Viscoelastic properties of tissues, including elasticity and viscosity, are crucial for understanding development and disease progression. However, traditional atomic force microscopy (AFM) indentation methods provide limited insight into these complex tissue properties. This study establishes microrheology via oscillatory AFM to assess both the elastic and viscous components of tissue mechanics. We first compared indentation AFM to oscillatory AFM on mouse retinal tissue and found that the Young's modulus of indentation AFM (956.8 Pa) was statistically similar to the elastic component (storage modulus, E′) of oscillatory AFM (920.2 Pa), while also providing the viscous component (loss modulus, E″ = 218.3 Pa), and the loss factor (tan(δ) = 0.238) across a wide range of biologically relevant frequencies (1–100 Hz).

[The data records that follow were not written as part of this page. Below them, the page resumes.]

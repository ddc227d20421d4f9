// Licensed to the Apache Software Foundation (ASF) under one
// or more contributor license agreements.  See the NOTICE file
// distributed with this work for additional information
// regarding copyright ownership.  The ASF licenses this file
// to you under the Apache License, Version 2.0 (the
// "License"); you may not use this file except in compliance
// with the License.  You may obtain a copy of the License at
//
//   http://www.apache.org/licenses/LICENSE-2.0
//
// Unless required by applicable law or agreed to in writing,
// software distributed under the License is distributed on an
// "AS IS" BASIS, WITHOUT WARRANTIES OR CONDITIONS OF ANY
// KIND, either express or implied.  See the License for the
// specific language governing permissions and limitations
// under the License.

//! A codec for the column chunks of [Apache Parquet](https://parquet.apache.org/) files.
//!
//! The crate decodes (and, to round-trip, encodes) the pages of a single column chunk:
//! it parses page headers, decompresses page payloads, decodes repetition and definition
//! levels and turns PLAIN, dictionary and delta encoded values into typed Rust values.
//! Locating a column chunk inside a file, from the file footer and schema, is left to
//! the caller, who hands a [`ColumnDescriptor`](schema::types::ColumnDescriptor) and a
//! [`ColumnChunkMetaData`](file::metadata::ColumnChunkMetaData) to the reader.
//!
//! # APIs
//!
//! ## Column chunks
//!
//! [`column::reader::ColumnChunkReader`] reads the levels and values of a column chunk
//! in batches that transparently span pages, pulling pages from a
//! [`column::page::PageReader`] such as [`file::reader::SerializedPageReader`].
//! [`column::writer::ColumnChunkWriter`] is its counterpart on the write side.
//!
//! ## Pages
//!
//! The [`file`] module reads and writes the serialized pages of a chunk from any
//! [`file::reader::ChunkReader`], including files and in-memory buffers.
//!
//! ## Encodings
//!
//! The [`encodings`] module holds the value, level and dictionary codecs, built on the
//! RLE/bit-packing hybrid in [`encodings::rle`].
//!
//! # Example
//!
//! ```rust,no_run
//! # use std::{fs::File, sync::Arc};
//! # use parquet_codec::basic::{Compression, Type};
//! # use parquet_codec::column::reader::{get_column_reader, ColumnReader};
//! # use parquet_codec::file::metadata::ColumnChunkMetaData;
//! # use parquet_codec::file::reader::SerializedPageReader;
//! # use parquet_codec::schema::types::ColumnDescriptor;
//! let descr = Arc::new(ColumnDescriptor::builder("id", Type::INT64).build().unwrap());
//! // Offsets and sizes normally come from the file footer
//! let metadata = ColumnChunkMetaData::builder(descr.clone())
//!     .set_compression(Compression::SNAPPY)
//!     .set_data_page_offset(4)
//!     .set_total_compressed_size(1024)
//!     .build()
//!     .unwrap();
//!
//! let file = Arc::new(File::open("data.parquet").unwrap());
//! let pages = SerializedPageReader::new(file, &metadata).unwrap();
//! if let ColumnReader::Int64ColumnReader(mut reader) = get_column_reader(descr, Box::new(pages)) {
//!     while let Ok(batch) = reader.read(1024) {
//!         println!("{:?}", batch.values());
//!     }
//! }
//! ```

#[macro_use]
pub mod errors;
pub mod basic;

pub mod data_type;

pub mod column;
pub mod compression;
pub mod encodings;
pub mod file;
pub(crate) mod parquet_thrift;
pub mod schema;
pub mod util;
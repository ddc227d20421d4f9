// Licensed to the Apache Software Foundation (ASF) under one
// or more contributor license agreements.  See the NOTICE file
// distributed with this work for additional information
// regarding copyright ownership.  The ASF licenses this file
// to you under the Apache License, Version 2.0 (the
// "License"); you may not use this file except in compliance
// with the License.  You may obtain a copy of the License at
//
//   http://www.apache.org/licenses/LICENSE-2.0
//
// Unless required by applicable law or agreed to in writing,
// software distributed under the License is distributed on an
// "AS IS" BASIS, WITHOUT WARRANTIES OR CONDITIONS OF ANY
// KIND, either express or implied.  See the License for the
// specific language governing permissions and limitations
// under the License.

//! Decodes column chunks laid out byte for byte the way parquet-mr 1.x writes them:
//! v1 data pages, RLE levels with a 4-byte length prefix, and short hybrid streams
//! stored as a single bit-packed group padded with zeros to eight values. Page
//! headers are spelled out in the thrift compact protocol.

use std::sync::Arc;

use bytes::Bytes;
use parquet_codec::basic::{Encoding, Repetition, Type};
use parquet_codec::column::reader::{
    get_column_reader, get_typed_column_reader, ColumnChunkReader, ColumnReader,
};
use parquet_codec::data_type::{BoolType, ByteArray, ByteArrayType, DataType};
use parquet_codec::errors::ParquetError;
use parquet_codec::file::metadata::ColumnChunkMetaData;
use parquet_codec::file::serialized_reader::SerializedPageReader;
use parquet_codec::schema::types::{ColumnDescPtr, ColumnDescriptor};

fn descr(physical_type: Type, repetition: Repetition) -> ColumnDescPtr {
    Arc::new(
        ColumnDescriptor::builder(vec!["c".to_string()], physical_type)
            .with_repetitions(vec![repetition])
            .build()
            .unwrap(),
    )
}

/// Concatenates the pages of a chunk and opens a reader over them.
fn open(descr: &ColumnDescPtr, pages: &[&[u8]], dictionary_len: Option<usize>) -> ColumnReader {
    let chunk = Bytes::from(pages.concat());
    let metadata = ColumnChunkMetaData::builder(descr.clone())
        .set_encodings(vec![Encoding::PLAIN, Encoding::RLE])
        .set_num_values(0)
        .set_total_compressed_size(chunk.len() as i64)
        .set_total_uncompressed_size(chunk.len() as i64)
        .set_dictionary_page_offset(dictionary_len.map(|_| 0))
        .set_data_page_offset(dictionary_len.unwrap_or(0) as i64)
        .build()
        .unwrap();
    let page_reader = SerializedPageReader::new(Arc::new(chunk), &metadata).unwrap();
    get_column_reader(descr.clone(), Box::new(page_reader))
}

fn read_all<T: DataType>(
    reader: &mut ColumnChunkReader<T>,
    batch_size: usize,
) -> (Vec<i16>, Vec<i16>, Vec<T::T>) {
    let (mut def_levels, mut rep_levels, mut values) = (vec![], vec![], vec![]);
    loop {
        match reader.read_batch(batch_size, &mut def_levels, &mut rep_levels, &mut values) {
            Ok(_) => {}
            Err(ParquetError::EndOfChunk) => break,
            Err(e) => panic!("unexpected error: {e}"),
        }
    }
    (def_levels, rep_levels, values)
}

fn byte_arrays(values: &[&str]) -> Vec<ByteArray> {
    values.iter().map(|v| ByteArray::from(*v)).collect()
}

#[test]
fn test_required_boolean_plain() {
    let page: &[u8] = &[
        // type DATA_PAGE, uncompressed 1, compressed 1
        0x15, 0x00, 0x15, 0x02, 0x15, 0x02,
        // data_page_header: 6 values, PLAIN, BIT_PACKED levels
        0x2C, 0x15, 0x0C, 0x15, 0x00, 0x15, 0x08, 0x15, 0x08, 0x00,
        0x00,
        // true, true, false, true, false, true
        0b0010_1011,
    ];
    let descr = descr(Type::BOOLEAN, Repetition::REQUIRED);
    let mut reader = get_typed_column_reader::<BoolType>(open(&descr, &[page], None));

    let (def_levels, rep_levels, values) = read_all(&mut reader, 100);
    assert_eq!(values, vec![true, true, false, true, false, true]);
    assert_eq!(def_levels, vec![0; 6]);
    assert_eq!(rep_levels, vec![0; 6]);
}

#[test]
fn test_optional_byte_array_plain() {
    let page: &[u8] = &[
        // type DATA_PAGE, uncompressed 30, compressed 30
        0x15, 0x00, 0x15, 0x3C, 0x15, 0x3C,
        // data_page_header: 6 values, PLAIN, RLE definition levels, BIT_PACKED
        // repetition levels, statistics { null_count: 2 }
        0x2C, 0x15, 0x0C, 0x15, 0x00, 0x15, 0x06, 0x15, 0x08, 0x1C, 0x36, 0x04, 0x00,
        0x00, 0x00,
        // definition levels: one bit-packed group of [0, 1, 1, 1, 0, 1] and padding
        0x02, 0x00, 0x00, 0x00, 0x03, 0x2E,
        // values
        0x02, 0x00, 0x00, 0x00, b'o', b'2',
        0x02, 0x00, 0x00, 0x00, b'o', b'3',
        0x02, 0x00, 0x00, 0x00, b'o', b'4',
        0x02, 0x00, 0x00, 0x00, b'o', b'6',
    ];
    let descr = descr(Type::BYTE_ARRAY, Repetition::OPTIONAL);
    let mut reader = get_typed_column_reader::<ByteArrayType>(open(&descr, &[page], None));

    let header = reader.page_header().unwrap();
    assert_eq!(header.num_values(), Some(6));
    assert_eq!(header.statistics().unwrap().null_count, Some(2));

    let (def_levels, rep_levels, values) = read_all(&mut reader, 4);
    assert_eq!(def_levels, vec![0, 1, 1, 1, 0, 1]);
    assert_eq!(rep_levels, vec![0; 6]);
    assert_eq!(values, byte_arrays(&["o2", "o3", "o4", "o6"]));
}

/// Levels of a repeated column holding the lists
/// `[]`, `[]`, `[a]`, `[b, c, d]`, `[]`, `[e]`.
const REPEATED_LEVELS: [u8; 12] = [
    // repetition levels [0, 0, 0, 0, 1, 1, 0, 0]
    0x02, 0x00, 0x00, 0x00, 0x03, 0x30,
    // definition levels [0, 0, 1, 1, 1, 1, 0, 1]
    0x02, 0x00, 0x00, 0x00, 0x03, 0xBC,
];

#[test]
fn test_repeated_boolean_plain() {
    let header: &[u8] = &[
        // type DATA_PAGE, uncompressed 13, compressed 13
        0x15, 0x00, 0x15, 0x1A, 0x15, 0x1A,
        // data_page_header: 8 values, PLAIN, RLE levels
        0x2C, 0x15, 0x10, 0x15, 0x00, 0x15, 0x06, 0x15, 0x06, 0x00,
        0x00,
    ];
    // true, true, false, true, true
    let values: &[u8] = &[0b0001_1011];
    let descr = descr(Type::BOOLEAN, Repetition::REPEATED);
    let mut reader =
        get_typed_column_reader::<BoolType>(open(&descr, &[header, &REPEATED_LEVELS[..], values], None));

    let (def_levels, rep_levels, values) = read_all(&mut reader, 100);
    assert_eq!(rep_levels, vec![0, 0, 0, 0, 1, 1, 0, 0]);
    assert_eq!(def_levels, vec![0, 0, 1, 1, 1, 1, 0, 1]);
    assert_eq!(values, vec![true, true, false, true, true]);
}

#[test]
fn test_repeated_byte_array_dictionary() {
    let dictionary_page: &[u8] = &[
        // type DICTIONARY_PAGE, uncompressed 40, compressed 40
        0x15, 0x04, 0x15, 0x50, 0x15, 0x50,
        // dictionary_page_header: 5 values, PLAIN_DICTIONARY
        0x4C, 0x15, 0x0A, 0x15, 0x04, 0x00,
        0x00,
        0x04, 0x00, 0x00, 0x00, b'p', b'3', b'_', b'1',
        0x04, 0x00, 0x00, 0x00, b'p', b'4', b'_', b'1',
        0x04, 0x00, 0x00, 0x00, b'p', b'4', b'_', b'2',
        0x04, 0x00, 0x00, 0x00, b'p', b'4', b'_', b'3',
        0x04, 0x00, 0x00, 0x00, b'p', b'6', b'_', b'1',
    ];
    let data_header: &[u8] = &[
        // type DATA_PAGE, uncompressed 17, compressed 17
        0x15, 0x00, 0x15, 0x22, 0x15, 0x22,
        // data_page_header: 8 values, PLAIN_DICTIONARY, RLE levels
        0x2C, 0x15, 0x10, 0x15, 0x04, 0x15, 0x06, 0x15, 0x06, 0x00,
        0x00,
    ];
    // bit width 3, one bit-packed group of keys [0, 1, 2, 3, 4] and padding
    let keys: &[u8] = &[0x03, 0x03, 0x88, 0x46, 0x00];

    let descr = descr(Type::BYTE_ARRAY, Repetition::REPEATED);
    let column = open(
        &descr,
        &[dictionary_page, data_header, &REPEATED_LEVELS[..], keys],
        Some(dictionary_page.len()),
    );
    let mut reader = get_typed_column_reader::<ByteArrayType>(column);

    assert_eq!(reader.page_header().unwrap().num_values(), Some(8));
    let dictionary = reader.dictionary_page_header().unwrap();
    assert_eq!(dictionary.num_values(), Some(5));
    assert_eq!(dictionary.encoding(), Some(Encoding::PLAIN_DICTIONARY));

    let (def_levels, rep_levels, values) = read_all(&mut reader, 3);
    assert_eq!(rep_levels, vec![0, 0, 0, 0, 1, 1, 0, 0]);
    assert_eq!(def_levels, vec![0, 0, 1, 1, 1, 1, 0, 1]);
    assert_eq!(values, byte_arrays(&["p3_1", "p4_1", "p4_2", "p4_3", "p6_1"]));

    assert!(matches!(reader.read(1), Err(ParquetError::EndOfChunk)));
}
// Licensed to the Apache Software Foundation (ASF) under one
// or more contributor license agreements.  See the NOTICE file
// distributed with this work for additional information
// regarding copyright ownership.  The ASF licenses this file
// to you under the Apache License, Version 2.0 (the
// "License"); you may not use this file except in compliance
// with the License.  You may obtain a copy of the License at
//
//   http://www.apache.org/licenses/LICENSE-2.0
//
// Unless required by applicable law or agreed to in writing,
// software distributed under the License is distributed on an
// "AS IS" BASIS, WITHOUT WARRANTIES OR CONDITIONS OF ANY
// KIND, either express or implied.  See the License for the
// specific language governing permissions and limitations
// under the License.

//! Contains Parquet Page definitions and page reader interface.

use bytes::Bytes;

use crate::basic::{Encoding, PageType};
use crate::errors::{ParquetError, Result};
use crate::file::metadata::thrift::{
    DataPageHeader, DataPageHeaderV2, DictionaryPageHeader, PageHeader, PageStatistics,
};

/// Parquet Page definition.
///
/// List of supported pages.
/// These are 1-to-1 mapped from the equivalent Thrift definitions, except `buf`
/// which used to store uncompressed bytes of the page.
#[derive(Clone, Debug)]
pub enum Page {
    /// Data page Parquet format v1.
    DataPage {
        /// The underlying data buffer
        buf: Bytes,
        /// Number of values in this page
        num_values: u32,
        /// Encoding for values in this page
        encoding: Encoding,
        /// Definition level encoding
        def_level_encoding: Encoding,
        /// Repetition level encoding
        rep_level_encoding: Encoding,
        /// Optional statistics for this page
        statistics: Option<PageStatistics>,
    },
    /// Data page Parquet format v2.
    DataPageV2 {
        /// The underlying data buffer
        buf: Bytes,
        /// Number of values in this page
        num_values: u32,
        /// Encoding for values in this page
        encoding: Encoding,
        /// Number of null values in this page
        num_nulls: u32,
        /// Number of rows in this page
        num_rows: u32,
        /// Length of definition levels
        def_levels_byte_len: u32,
        /// Length of repetition levels
        rep_levels_byte_len: u32,
        /// Is this page compressed
        is_compressed: bool,
        /// Optional statistics for this page
        statistics: Option<PageStatistics>,
    },
    /// Dictionary page.
    DictionaryPage {
        /// The underlying data buffer
        buf: Bytes,
        /// Number of values in this page
        num_values: u32,
        /// Encoding for values in this page
        encoding: Encoding,
        /// Is dictionary page sorted
        is_sorted: bool,
    },
}

impl Page {
    /// Returns [`PageType`] for this page.
    pub fn page_type(&self) -> PageType {
        match self {
            Page::DataPage { .. } => PageType::DATA_PAGE,
            Page::DataPageV2 { .. } => PageType::DATA_PAGE_V2,
            Page::DictionaryPage { .. } => PageType::DICTIONARY_PAGE,
        }
    }

    /// Returns whether this page is any version of a data page
    pub fn is_data_page(&self) -> bool {
        matches!(self, Page::DataPage { .. } | Page::DataPageV2 { .. })
    }

    /// Returns whether this page is a dictionary page
    pub fn is_dictionary_page(&self) -> bool {
        matches!(self, Page::DictionaryPage { .. })
    }

    /// Returns internal byte buffer reference for this page.
    pub fn buffer(&self) -> &Bytes {
        match self {
            Page::DataPage { buf, .. } => buf,
            Page::DataPageV2 { buf, .. } => buf,
            Page::DictionaryPage { buf, .. } => buf,
        }
    }

    /// Returns number of values in this page.
    pub fn num_values(&self) -> u32 {
        match self {
            Page::DataPage { num_values, .. } => *num_values,
            Page::DataPageV2 { num_values, .. } => *num_values,
            Page::DictionaryPage { num_values, .. } => *num_values,
        }
    }

    /// Returns this page [`Encoding`].
    pub fn encoding(&self) -> Encoding {
        match self {
            Page::DataPage { encoding, .. } => *encoding,
            Page::DataPageV2 { encoding, .. } => *encoding,
            Page::DictionaryPage { encoding, .. } => *encoding,
        }
    }

    /// Returns optional statistics for this page.
    pub fn statistics(&self) -> Option<&PageStatistics> {
        match self {
            Page::DataPage { statistics, .. } => statistics.as_ref(),
            Page::DataPageV2 { statistics, .. } => statistics.as_ref(),
            Page::DictionaryPage { .. } => None,
        }
    }
}

/// Helper struct to represent pages with potentially compressed buffer (data page v1) or
/// compressed and concatenated buffer (def levels + rep levels + compressed values for
/// data page v2).
///
/// The difference with `Page` is that `Page` buffer is always uncompressed.
pub struct CompressedPage {
    compressed_page: Page,
    uncompressed_size: usize,
}

impl CompressedPage {
    /// Creates `CompressedPage` from a page with potentially compressed buffer and
    /// uncompressed size.
    pub fn new(compressed_page: Page, uncompressed_size: usize) -> Self {
        Self {
            compressed_page,
            uncompressed_size,
        }
    }

    /// Returns page type.
    pub fn page_type(&self) -> PageType {
        self.compressed_page.page_type()
    }

    /// Returns underlying page with potentially compressed buffer.
    pub fn compressed_page(&self) -> &Page {
        &self.compressed_page
    }

    /// Returns uncompressed size in bytes.
    pub fn uncompressed_size(&self) -> usize {
        self.uncompressed_size
    }

    /// Returns compressed size in bytes.
    ///
    /// Note that it is assumed that buffer is compressed, but it may not be. In this
    /// case compressed size will be equal to uncompressed size.
    pub fn compressed_size(&self) -> usize {
        self.compressed_page.buffer().len()
    }

    /// Number of values in page.
    pub fn num_values(&self) -> u32 {
        self.compressed_page.num_values()
    }

    /// Returns encoding for values in page.
    pub fn encoding(&self) -> Encoding {
        self.compressed_page.encoding()
    }

    /// Returns slice of compressed buffer in the page.
    pub fn data(&self) -> &[u8] {
        self.compressed_page.buffer()
    }

    /// Returns the thrift page header
    pub fn to_header(&self) -> Result<PageHeader> {
        let uncompressed_size = i32::try_from(self.uncompressed_size)?;
        let compressed_size = i32::try_from(self.compressed_size())?;
        let num_values = i32::try_from(self.num_values())?;

        let mut page_header = PageHeader {
            r#type: self.page_type(),
            uncompressed_page_size: uncompressed_size,
            compressed_page_size: compressed_size,
            // Writers never emit a checksum and readers never verify one
            crc: None,
            data_page_header: None,
            index_page_header: None,
            dictionary_page_header: None,
            data_page_header_v2: None,
        };

        match &self.compressed_page {
            Page::DataPage {
                def_level_encoding,
                rep_level_encoding,
                statistics,
                ..
            } => {
                page_header.data_page_header = Some(DataPageHeader {
                    num_values,
                    encoding: self.encoding(),
                    definition_level_encoding: *def_level_encoding,
                    repetition_level_encoding: *rep_level_encoding,
                    statistics: statistics.clone(),
                });
            }
            Page::DataPageV2 {
                num_nulls,
                num_rows,
                def_levels_byte_len,
                rep_levels_byte_len,
                is_compressed,
                statistics,
                ..
            } => {
                page_header.data_page_header_v2 = Some(DataPageHeaderV2 {
                    num_values,
                    num_nulls: i32::try_from(*num_nulls)?,
                    num_rows: i32::try_from(*num_rows)?,
                    encoding: self.encoding(),
                    definition_levels_byte_length: i32::try_from(*def_levels_byte_len)?,
                    repetition_levels_byte_length: i32::try_from(*rep_levels_byte_len)?,
                    is_compressed: Some(*is_compressed),
                    statistics: statistics.clone(),
                });
            }
            Page::DictionaryPage { is_sorted, .. } => {
                page_header.dictionary_page_header = Some(DictionaryPageHeader {
                    num_values,
                    encoding: self.encoding(),
                    is_sorted: Some(*is_sorted),
                });
            }
        }
        Ok(page_header)
    }
}

/// Contains metadata for a page
#[derive(Clone, Debug, PartialEq, Eq)]
pub struct PageMetadata {
    /// The number of rows within the page if known
    pub num_rows: Option<usize>,
    /// The number of levels within the page
    pub num_levels: Option<usize>,
    /// Returns true if the page is a dictionary page
    pub is_dict: bool,
}

impl TryFrom<&PageHeader> for PageMetadata {
    type Error = ParquetError;

    fn try_from(value: &PageHeader) -> std::result::Result<Self, Self::Error> {
        match value.r#type {
            PageType::DATA_PAGE => {
                let header = value
                    .data_page_header
                    .as_ref()
                    .ok_or_else(|| malformed_err!("Missing data page header"))?;
                Ok(PageMetadata {
                    num_rows: None,
                    num_levels: Some(usize::try_from(header.num_values)?),
                    is_dict: false,
                })
            }
            PageType::DICTIONARY_PAGE => Ok(PageMetadata {
                num_rows: None,
                num_levels: None,
                is_dict: true,
            }),
            PageType::DATA_PAGE_V2 => {
                let header = value
                    .data_page_header_v2
                    .as_ref()
                    .ok_or_else(|| malformed_err!("Missing data page v2 header"))?;
                Ok(PageMetadata {
                    num_rows: Some(usize::try_from(header.num_rows)?),
                    num_levels: Some(usize::try_from(header.num_values)?),
                    is_dict: false,
                })
            }
            other => Err(malformed_err!("page type {} cannot be converted to PageMetadata", other)),
        }
    }
}

/// API for reading pages from a column chunk.
/// This offers a iterator like API to get the next page.
pub trait PageReader: Iterator<Item = Result<Page>> + Send {
    /// Gets the next page in the column chunk associated with this reader.
    /// Returns `None` if there are no pages left.
    fn get_next_page(&mut self) -> Result<Option<Page>>;

    /// Gets the header of the next page in the column chunk without consuming it.
    ///
    /// Returns `None` if there are no pages left. The header is parsed at most once;
    /// a following [`Self::get_next_page`] or [`Self::skip_next_page`] reuses it.
    fn peek_next_page(&mut self) -> Result<Option<PageHeader>>;

    /// Skips reading the next page, will be ignored if no pages left in the column chunk
    fn skip_next_page(&mut self) -> Result<()>;
}

/// API for writing pages in a column chunk.
///
/// It is reasonable to assume that all pages will be written in the correct order, e.g.
/// dictionary page followed by data pages, or a set of data pages, etc.
pub trait PageWriter: Send {
    /// Writes a page into the output stream/sink.
    /// Returns `PageWriteSpec` that contains information about written page metrics,
    /// including number of bytes, size, number of values, offset, etc.
    ///
    /// This method is called for every compressed page we write into underlying buffer,
    /// either data page or dictionary page.
    fn write_page(&mut self, page: CompressedPage) -> Result<PageWriteSpec>;

    /// Closes resources and flushes underlying sink.
    /// Page writer should not be used after this method is called.
    fn close(&mut self) -> Result<()>;
}

/// Contains page write metrics.
#[derive(Debug, Clone, PartialEq, Eq)]
pub struct PageWriteSpec {
    /// The type of page being written
    pub page_type: PageType,
    /// The total size of the page, before compression
    pub uncompressed_size: usize,
    /// The compressed size of the page
    pub compressed_size: usize,
    /// The number of values in the page
    pub num_values: u32,
    /// The offset of the page in the column chunk
    pub offset: u64,
    /// The number of bytes written to the underlying sink
    pub bytes_written: u64,
}

impl PageWriteSpec {
    /// Creates new spec with default page write metrics.
    pub fn new() -> Self {
        Self {
            page_type: PageType::DATA_PAGE,
            uncompressed_size: 0,
            compressed_size: 0,
            num_values: 0,
            offset: 0,
            bytes_written: 0,
        }
    }
}

impl Default for PageWriteSpec {
    fn default() -> Self {
        Self::new()
    }
}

We also found that optimization of input probe parameters, such as approach length, approach speed, applied force, and oscillation amplitude, is key for accurate measurements. To examine whether this approach can detect differences between healthy and diseased tissues, we applied it to murine retinas from healthy control mice and diabetic retinopathy mice, using the oxygen-induced retinopathy (OIR) mouse model. OIR retinas exhibited increased stiffness (E′ = 3564.0 Pa) and a higher loss factor (tan(δ) = 0.478) compared to healthy retinas (E′ = 920.7, tan(δ) = 0.263), suggesting changes in the extracellular matrix and highlighting how retinopathy may alter matrix properties. Finally, to assess the feasibility of using microrheology AFM on banked tissues biospecimens, we examined how tissue fixation affects the measurements. We found that formaldehyde fixation increased stiffness and elasticity, with OIR tissues consistently stiffer than WT tissues in both fixed and unfixed tissues, enabling valid cross-treatment comparisons. Our findings establish the benefits of microrheology in capturing tissue mechanical behavior, which is important for studying disease impact on tissue mechanics. This approach offers new insights into tissue viscoelasticity with implications for studying the dynamics of tissue mechanics in diseases and regeneration.